__Work item__.
The answer must consist of every line below that holds the word "IndexedPrices".

Collected data:
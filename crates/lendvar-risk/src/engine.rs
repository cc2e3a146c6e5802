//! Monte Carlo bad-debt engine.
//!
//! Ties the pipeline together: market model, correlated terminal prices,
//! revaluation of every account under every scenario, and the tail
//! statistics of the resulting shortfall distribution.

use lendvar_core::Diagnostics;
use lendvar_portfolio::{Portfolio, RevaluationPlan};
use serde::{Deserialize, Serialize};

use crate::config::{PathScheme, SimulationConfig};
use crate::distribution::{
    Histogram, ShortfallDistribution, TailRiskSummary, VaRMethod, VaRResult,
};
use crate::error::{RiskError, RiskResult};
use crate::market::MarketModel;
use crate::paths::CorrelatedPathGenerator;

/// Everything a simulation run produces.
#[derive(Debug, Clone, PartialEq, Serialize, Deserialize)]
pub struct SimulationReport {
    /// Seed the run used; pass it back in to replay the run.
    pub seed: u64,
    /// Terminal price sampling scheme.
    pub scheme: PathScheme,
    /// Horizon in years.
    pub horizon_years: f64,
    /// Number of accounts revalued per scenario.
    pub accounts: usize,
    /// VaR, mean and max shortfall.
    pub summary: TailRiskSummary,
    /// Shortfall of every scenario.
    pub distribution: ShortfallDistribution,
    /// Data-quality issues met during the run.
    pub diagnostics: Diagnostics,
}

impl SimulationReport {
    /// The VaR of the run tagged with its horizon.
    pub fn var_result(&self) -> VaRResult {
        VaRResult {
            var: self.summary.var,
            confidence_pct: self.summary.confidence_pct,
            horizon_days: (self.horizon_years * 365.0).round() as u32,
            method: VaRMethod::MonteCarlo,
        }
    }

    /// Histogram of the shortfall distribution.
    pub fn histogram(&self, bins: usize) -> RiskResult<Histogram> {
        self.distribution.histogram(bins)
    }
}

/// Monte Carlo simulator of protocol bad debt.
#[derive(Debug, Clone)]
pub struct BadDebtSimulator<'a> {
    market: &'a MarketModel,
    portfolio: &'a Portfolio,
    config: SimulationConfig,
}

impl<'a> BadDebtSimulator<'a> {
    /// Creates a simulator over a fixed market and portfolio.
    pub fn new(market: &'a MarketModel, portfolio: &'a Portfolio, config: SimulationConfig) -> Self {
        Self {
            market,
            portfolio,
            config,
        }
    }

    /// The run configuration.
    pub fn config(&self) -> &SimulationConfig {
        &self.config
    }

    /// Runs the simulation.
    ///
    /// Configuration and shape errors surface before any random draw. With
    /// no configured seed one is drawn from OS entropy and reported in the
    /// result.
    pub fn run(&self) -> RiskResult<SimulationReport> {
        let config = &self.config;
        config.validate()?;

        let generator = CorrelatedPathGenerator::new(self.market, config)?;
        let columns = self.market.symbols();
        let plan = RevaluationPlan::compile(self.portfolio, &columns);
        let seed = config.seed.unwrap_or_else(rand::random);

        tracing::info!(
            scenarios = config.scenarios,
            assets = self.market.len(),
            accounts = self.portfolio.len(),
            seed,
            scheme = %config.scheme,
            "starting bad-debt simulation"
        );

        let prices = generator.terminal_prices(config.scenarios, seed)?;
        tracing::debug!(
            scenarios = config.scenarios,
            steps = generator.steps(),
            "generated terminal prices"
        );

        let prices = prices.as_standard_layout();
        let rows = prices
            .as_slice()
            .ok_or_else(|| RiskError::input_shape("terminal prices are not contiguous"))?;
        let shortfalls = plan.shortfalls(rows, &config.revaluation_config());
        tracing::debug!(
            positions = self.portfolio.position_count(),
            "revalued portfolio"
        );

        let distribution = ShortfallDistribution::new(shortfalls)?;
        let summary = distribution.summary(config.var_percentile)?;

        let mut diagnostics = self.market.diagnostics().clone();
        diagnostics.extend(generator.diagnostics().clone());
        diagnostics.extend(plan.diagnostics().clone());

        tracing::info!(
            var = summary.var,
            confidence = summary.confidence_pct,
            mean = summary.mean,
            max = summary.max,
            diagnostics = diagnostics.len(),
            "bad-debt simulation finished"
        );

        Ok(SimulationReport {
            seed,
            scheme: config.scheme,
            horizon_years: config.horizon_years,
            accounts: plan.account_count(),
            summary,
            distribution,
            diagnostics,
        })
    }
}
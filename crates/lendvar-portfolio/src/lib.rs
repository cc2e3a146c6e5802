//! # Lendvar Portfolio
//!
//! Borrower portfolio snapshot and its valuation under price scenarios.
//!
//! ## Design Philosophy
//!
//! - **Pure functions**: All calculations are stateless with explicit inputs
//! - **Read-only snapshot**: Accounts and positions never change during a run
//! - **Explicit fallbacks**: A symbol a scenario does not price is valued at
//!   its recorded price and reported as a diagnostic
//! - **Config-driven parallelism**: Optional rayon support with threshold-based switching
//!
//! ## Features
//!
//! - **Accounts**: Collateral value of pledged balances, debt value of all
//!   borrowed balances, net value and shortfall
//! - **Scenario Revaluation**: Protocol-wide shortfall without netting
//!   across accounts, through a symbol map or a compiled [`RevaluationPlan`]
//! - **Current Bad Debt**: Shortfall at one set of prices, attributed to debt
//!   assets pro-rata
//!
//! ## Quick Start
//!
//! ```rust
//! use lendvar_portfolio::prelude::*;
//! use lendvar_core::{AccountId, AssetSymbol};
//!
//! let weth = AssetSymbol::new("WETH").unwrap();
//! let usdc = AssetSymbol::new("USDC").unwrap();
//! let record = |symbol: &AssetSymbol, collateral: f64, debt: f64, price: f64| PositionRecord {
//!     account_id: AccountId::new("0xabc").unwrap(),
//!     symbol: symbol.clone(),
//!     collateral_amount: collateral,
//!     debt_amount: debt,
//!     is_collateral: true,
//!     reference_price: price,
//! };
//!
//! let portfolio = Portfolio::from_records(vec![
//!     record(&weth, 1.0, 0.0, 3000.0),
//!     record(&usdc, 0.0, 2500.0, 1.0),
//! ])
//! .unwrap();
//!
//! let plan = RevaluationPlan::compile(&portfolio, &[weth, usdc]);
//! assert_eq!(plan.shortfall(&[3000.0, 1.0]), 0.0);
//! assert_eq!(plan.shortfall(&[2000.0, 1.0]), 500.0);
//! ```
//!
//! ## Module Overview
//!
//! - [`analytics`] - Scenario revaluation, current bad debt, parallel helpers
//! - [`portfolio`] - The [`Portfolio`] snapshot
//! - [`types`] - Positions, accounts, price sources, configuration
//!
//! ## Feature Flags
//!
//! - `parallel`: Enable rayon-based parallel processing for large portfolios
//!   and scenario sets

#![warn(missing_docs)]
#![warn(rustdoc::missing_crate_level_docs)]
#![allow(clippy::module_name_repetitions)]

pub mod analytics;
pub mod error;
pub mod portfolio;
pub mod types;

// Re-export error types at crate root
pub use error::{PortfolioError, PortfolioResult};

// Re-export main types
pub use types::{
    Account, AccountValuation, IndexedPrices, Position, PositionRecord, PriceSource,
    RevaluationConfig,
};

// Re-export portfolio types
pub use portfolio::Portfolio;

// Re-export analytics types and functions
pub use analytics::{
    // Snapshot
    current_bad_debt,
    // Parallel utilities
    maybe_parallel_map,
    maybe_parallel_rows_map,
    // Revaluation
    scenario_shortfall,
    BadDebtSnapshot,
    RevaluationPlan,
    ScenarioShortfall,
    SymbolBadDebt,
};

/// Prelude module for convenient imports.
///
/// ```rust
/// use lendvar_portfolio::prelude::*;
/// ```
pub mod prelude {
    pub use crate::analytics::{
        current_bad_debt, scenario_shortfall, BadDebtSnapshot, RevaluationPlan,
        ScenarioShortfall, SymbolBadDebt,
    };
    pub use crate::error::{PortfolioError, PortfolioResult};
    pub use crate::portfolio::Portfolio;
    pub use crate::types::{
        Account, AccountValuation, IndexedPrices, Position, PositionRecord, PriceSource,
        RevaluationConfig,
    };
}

__Problem solution__.
    Account, AccountValuation, IndexedPrices, Position, PositionRecord, PriceSource,
        Account, AccountValuation, IndexedPrices, Position, PositionRecord, PriceSource,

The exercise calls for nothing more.